- **Exercise directions**: Produce word for word the lines of the data below running from the one that has "use crate::ledger::decode_call;" to the one that has "pub fn encrypt_calls(&self)", inclusive, and no others.

- **Data in this exercise**:
//! In-process key-server quorum.
//!
//! Stands in for the external threshold-encryption service. It performs
//! real AEAD encryption with a key derived per (package, encryption id),
//! and enforces the same authorization semantics a live quorum would:
//! session validity, proof/id binding, and threshold availability.

use std::collections::HashSet;
use std::sync::atomic::{AtomicUsize, Ordering};
use std::sync::Mutex;

use async_trait::async_trait;
use chacha20poly1305::aead::{Aead, KeyInit};
use chacha20poly1305::{ChaCha20Poly1305, Key, Nonce};
use rand::RngCore;

use vaultline_core::{EncryptionId, PackageId};
use vaultline_crypt::{CryptError, DecryptRequest, KeyServerQuorum, Result};

use crate::ledger::decode_call;

/// Length of the AEAD nonce prepended to every ciphertext.
const AEAD_NONCE_LEN: usize = 12;

/// A simulated quorum of key servers sharing one master secret.
///
/// Servers can be taken offline to make a threshold unmeetable, and
/// individual encryption ids can be denied to simulate an authorization
/// check failing on the ledger.
pub struct LocalQuorum {
    servers: usize,
    offline: AtomicUsize,
    master_key: [u8; 32],
    denied: Mutex<HashSet<String>>,
    encrypt_calls: AtomicUsize,
    decrypt_calls: AtomicUsize,
}

impl LocalQuorum {
    /// Create a quorum of `servers` key servers with a random master
    /// secret.
    pub fn new(servers: usize) -> Self {
        let mut master_key = [0u8; 32];
        rand::thread_rng().fill_bytes(&mut master_key);
        Self::with_master_key(servers, master_key)
    }

    /// Create with a fixed master secret, for deterministic fixtures.
    pub fn with_master_key(servers: usize, master_key: [u8; 32]) -> Self {
        Self {
            servers,
            offline: AtomicUsize::new(0),
            master_key,
            denied: Mutex::new(HashSet::new()),
            encrypt_calls: AtomicUsize::new(0),
            decrypt_calls: AtomicUsize::new(0),
        }
    }

    /// Take `count` servers offline; they stop counting toward thresholds.
    pub fn set_offline(&self, count: usize) {
        self.offline.store(count.min(self.servers), Ordering::SeqCst);
    }

    /// Deny authorization for one encryption id.
    pub fn deny(&self, id: &EncryptionId) {
        self.denied
            .lock()
            .expect("deny table lock poisoned")
            .insert(id.to_hex());
    }

    /// Lift a previous denial.
    pub fn allow(&self, id: &EncryptionId) {
        self.denied
            .lock()
            .expect("deny table lock poisoned")
            .remove(&id.to_hex());
    }

    /// How many encrypt rounds the quorum has served.
    pub fn encrypt_calls(&self) -> usize {
        self.encrypt_calls.load(Ordering::SeqCst)
    }

    /// How many decrypt rounds the quorum has served.
    pub fn decrypt_calls(&self) -> usize {
        self.decrypt_calls.load(Ordering::SeqCst)
    }

    fn available(&self) -> usize {
        self.servers - self.offline.load(Ordering::SeqCst)
    }

    fn check_threshold(&self, threshold: u8) -> Result<()> {
        let available = self.available();
        if threshold == 0 || usize::from(threshold) > available {
            return Err(CryptError::ThresholdUnmet {
                needed: threshold,
                available,
            });
        }
        Ok(())
    }

    /// Derive the AEAD key for one (package, id) binding.
    fn derive_key(&self, package_id: PackageId, id: &EncryptionId) -> [u8; 32] {
        let mut input = Vec::with_capacity(32 + id.as_bytes().len());
        input.extend_from_slice(package_id.as_bytes());
        input.extend_from_slice(id.as_bytes());
        *blake3::keyed_hash(&self.master_key, &input).as_bytes()
    }
}

#[async_trait]
impl KeyServerQuorum for LocalQuorum {
    async fn encrypt(
        &self,
        threshold: u8,
        package_id: PackageId,
        id: &EncryptionId,
        plaintext: &[u8],
    ) -> Result<Vec<u8>> {
        self.encrypt_calls.fetch_add(1, Ordering::SeqCst);
        self.check_threshold(threshold)?;

        let key = self.derive_key(package_id, id);
        let cipher = ChaCha20Poly1305::new(Key::from_slice(&key));

        let mut nonce = [0u8; AEAD_NONCE_LEN];
        rand::thread_rng().fill_bytes(&mut nonce);

        let sealed = cipher
            .encrypt(Nonce::from_slice(&nonce), plaintext)
            .map_err(|e| CryptError::EncryptionFailure(e.to_string()))?;

        let mut out = nonce.to_vec();
        out.extend_from_slice(&sealed);
        Ok(out)
    }

    async fn decrypt(&self, request: DecryptRequest<'_>) -> Result<Vec<u8>> {
        self.decrypt_calls.fetch_add(1, Ordering::SeqCst);

        if request.session.is_expired() {
            return Err(CryptError::SessionExpired);
        }
        request.session.verify()?;
        if request.session.package_id() != request.package_id {
            return Err(CryptError::DecryptionFailure(
                "session is scoped to a different package".to_string(),
            ));
        }
        self.check_threshold(request.threshold)?;

        // The proof must be a well-formed ledger call claiming exactly the
        // id the ciphertext is bound to.
        let call = decode_call(request.proof_tx_bytes).ok_or_else(|| {
            CryptError::DecryptionFailure("proof bytes are not a ledger call".to_string())
        })?;
        if call.id != request.id.as_bytes() {
            return Err(CryptError::DecryptionFailure(
                "proof does not match the ciphertext's encryption id".to_string(),
            ));
        }

        let denied = self
            .denied
            .lock()
            .expect("deny table lock poisoned")
            .contains(&request.id.to_hex());
        if denied {
            return Err(CryptError::DecryptionFailure(format!(
                "access denied for id {}",
                request.id
            )));
        }

        if request.ciphertext.len() < AEAD_NONCE_LEN {
            return Err(CryptError::DecryptionFailure(
                "ciphertext shorter than its nonce".to_string(),
            ));
        }
        let (nonce, sealed) = request.ciphertext.split_at(AEAD_NONCE_LEN);

        let key = self.derive_key(request.package_id, request.id);
        let cipher = ChaCha20Poly1305::new(Key::from_slice(&key));
        cipher
            .decrypt(Nonce::from_slice(nonce), sealed)
            .map_err(|e| CryptError::DecryptionFailure(e.to_string()))
    }
}

#[cfg(test)]
mod tests {
    use super::*;
    use crate::ledger::StaticLedger;
    use std::sync::Arc;
    use vaultline_core::{ObjectRef, SigningIdentity};
    use vaultline_crypt::{AuthorizationProofBuilder, AuthorizationTemplate, SessionKey};

    fn package() -> PackageId {
        PackageId::new(ObjectRef::from_bytes([0x77; 32]))
    }

    async fn proof_for(id: &EncryptionId) -> Vec<u8> {
        AuthorizationProofBuilder::new(
            Arc::new(StaticLedger),
            package(),
            AuthorizationTemplate::Allowlist {
                allowlist: ObjectRef::from_bytes([0x78; 32]),
            },
        )
        .build(id)
        .await
        .unwrap()
    }

    #[tokio::test]
    async fn test_roundtrip_through_local_quorum() {
        let quorum = LocalQuorum::new(3);
        let id = EncryptionId::allocate(&ObjectRef::from_bytes([0x01; 32]));
        let identity = SigningIdentity::generate();
        let session = SessionKey::create(package(), 10, &identity).await.unwrap();

        let ciphertext = quorum.encrypt(2, package(), &id, b"secret").await.unwrap();
        assert_ne!(ciphertext, b"secret");

        let proof = proof_for(&id).await;
        let plaintext = quorum
            .decrypt(DecryptRequest {
                package_id: package(),
                id: &id,
                threshold: 2,
                ciphertext: &ciphertext,
                session: &session,
                proof_tx_bytes: &proof,
            })
            .await
            .unwrap();
        assert_eq!(plaintext, b"secret");
    }

    #[tokio::test]
    async fn test_threshold_exceeding_available_servers_fails() {
        let quorum = LocalQuorum::new(3);
        quorum.set_offline(2);
        let id = EncryptionId::allocate(&ObjectRef::from_bytes([0x02; 32]));

        let err = quorum.encrypt(2, package(), &id, b"x").await.unwrap_err();
        assert!(matches!(
            err,
            CryptError::ThresholdUnmet {
                needed: 2,
                available: 1
            }
        ));
    }

    #[tokio::test]
    async fn test_proof_for_other_id_is_rejected() {
        let quorum = LocalQuorum::new(3);
        let id = EncryptionId::allocate(&ObjectRef::from_bytes([0x03; 32]));
        let other = EncryptionId::allocate(&ObjectRef::from_bytes([0x03; 32]));
        let identity = SigningIdentity::generate();
        let session = SessionKey::create(package(), 10, &identity).await.unwrap();

        let ciphertext = quorum.encrypt(2, package(), &id, b"x").await.unwrap();
        let wrong_proof = proof_for(&other).await;

        let err = quorum
            .decrypt(DecryptRequest {
                package_id: package(),
                id: &id,
                threshold: 2,
                ciphertext: &ciphertext,
                session: &session,
                proof_tx_bytes: &wrong_proof,
            })
            .await
            .unwrap_err();
        assert!(matches!(err, CryptError::DecryptionFailure(_)));
    }

    #[tokio::test]
    async fn test_denied_id_fails_until_allowed() {
        let quorum = LocalQuorum::new(3);
        let id = EncryptionId::allocate(&ObjectRef::from_bytes([0x04; 32]));
        let identity = SigningIdentity::generate();
        let session = SessionKey::create(package(), 10, &identity).await.unwrap();

        let ciphertext = quorum.encrypt(2, package(), &id, b"x").await.unwrap();
        let proof = proof_for(&id).await;
        quorum.deny(&id);

        let err = quorum
            .decrypt(DecryptRequest {
                package_id: package(),
                id: &id,
                threshold: 2,
                ciphertext: &ciphertext,
                session: &session,
                proof_tx_bytes: &proof,
            })
            .await
            .unwrap_err();
        assert!(matches!(err, CryptError::DecryptionFailure(_)));

        quorum.allow(&id);
        let plaintext = quorum
            .decrypt(DecryptRequest {
                package_id: package(),
                id: &id,
                threshold: 2,
                ciphertext: &ciphertext,
                session: &session,
                proof_tx_bytes: &proof,
            })
            .await
            .unwrap();
        assert_eq!(plaintext, b"x");
    }

    #[tokio::test]
    async fn test_session_for_other_package_is_rejected() {
        let quorum = LocalQuorum::new(3);
        let id = EncryptionId::allocate(&ObjectRef::from_bytes([0x05; 32]));
        let identity = SigningIdentity::generate();
        let other_package = PackageId::new(ObjectRef::from_bytes([0x99; 32]));
        let session = SessionKey::create(other_package, 10, &identity)
            .await
            .unwrap();

        let ciphertext = quorum.encrypt(2, package(), &id, b"x").await.unwrap();
        let proof = proof_for(&id).await;

        let err = quorum
            .decrypt(DecryptRequest {
                package_id: package(),
                id: &id,
                threshold: 2,
                ciphertext: &ciphertext,
                session: &session,
                proof_tx_bytes: &proof,
            })
            .await
            .unwrap_err();
        assert!(matches!(err, CryptError::DecryptionFailure(_)));
    }

    #[tokio::test]
    async fn test_keys_differ_per_id() {
        let quorum = LocalQuorum::with_master_key(3, [0x55; 32]);
        let a = EncryptionId::allocate(&ObjectRef::from_bytes([0x06; 32]));
        let b = EncryptionId::allocate(&ObjectRef::from_bytes([0x06; 32]));
        assert_ne!(
            quorum.derive_key(package(), &a),
            quorum.derive_key(package(), &b)
        );
    }
}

- **Solution to this exercise**:
use crate::ledger::decode_call;

/// Length of the AEAD nonce prepended to every ciphertext.
const AEAD_NONCE_LEN: usize = 12;

/// A simulated quorum of key servers sharing one master secret.
///
/// Servers can be taken offline to make a threshold unmeetable, and
/// individual encryption ids can be denied to simulate an authorization
/// check failing on the ledger.
pub struct LocalQuorum {
    servers: usize,
    offline: AtomicUsize,
    master_key: [u8; 32],
    denied: Mutex<HashSet<String>>,
    encrypt_calls: AtomicUsize,
    decrypt_calls: AtomicUsize,
}

impl LocalQuorum {
    /// Create a quorum of `servers` key servers with a random master
    /// secret.
    pub fn new(servers: usize) -> Self {
        let mut master_key = [0u8; 32];
        rand::thread_rng().fill_bytes(&mut master_key);
        Self::with_master_key(servers, master_key)
    }

    /// Create with a fixed master secret, for deterministic fixtures.
    pub fn with_master_key(servers: usize, master_key: [u8; 32]) -> Self {
        Self {
            servers,
            offline: AtomicUsize::new(0),
            master_key,
            denied: Mutex::new(HashSet::new()),
            encrypt_calls: AtomicUsize::new(0),
            decrypt_calls: AtomicUsize::new(0),
        }
    }

    /// Take `count` servers offline; they stop counting toward thresholds.
    pub fn set_offline(&self, count: usize) {
        self.offline.store(count.min(self.servers), Ordering::SeqCst);
    }

    /// Deny authorization for one encryption id.
    pub fn deny(&self, id: &EncryptionId) {
        self.denied
            .lock()
            .expect("deny table lock poisoned")
            .insert(id.to_hex());
    }

    /// Lift a previous denial.
    pub fn allow(&self, id: &EncryptionId) {
        self.denied
            .lock()
            .expect("deny table lock poisoned")
            .remove(&id.to_hex());
    }

    /// How many encrypt rounds the quorum has served.
    pub fn encrypt_calls(&self) -> usize {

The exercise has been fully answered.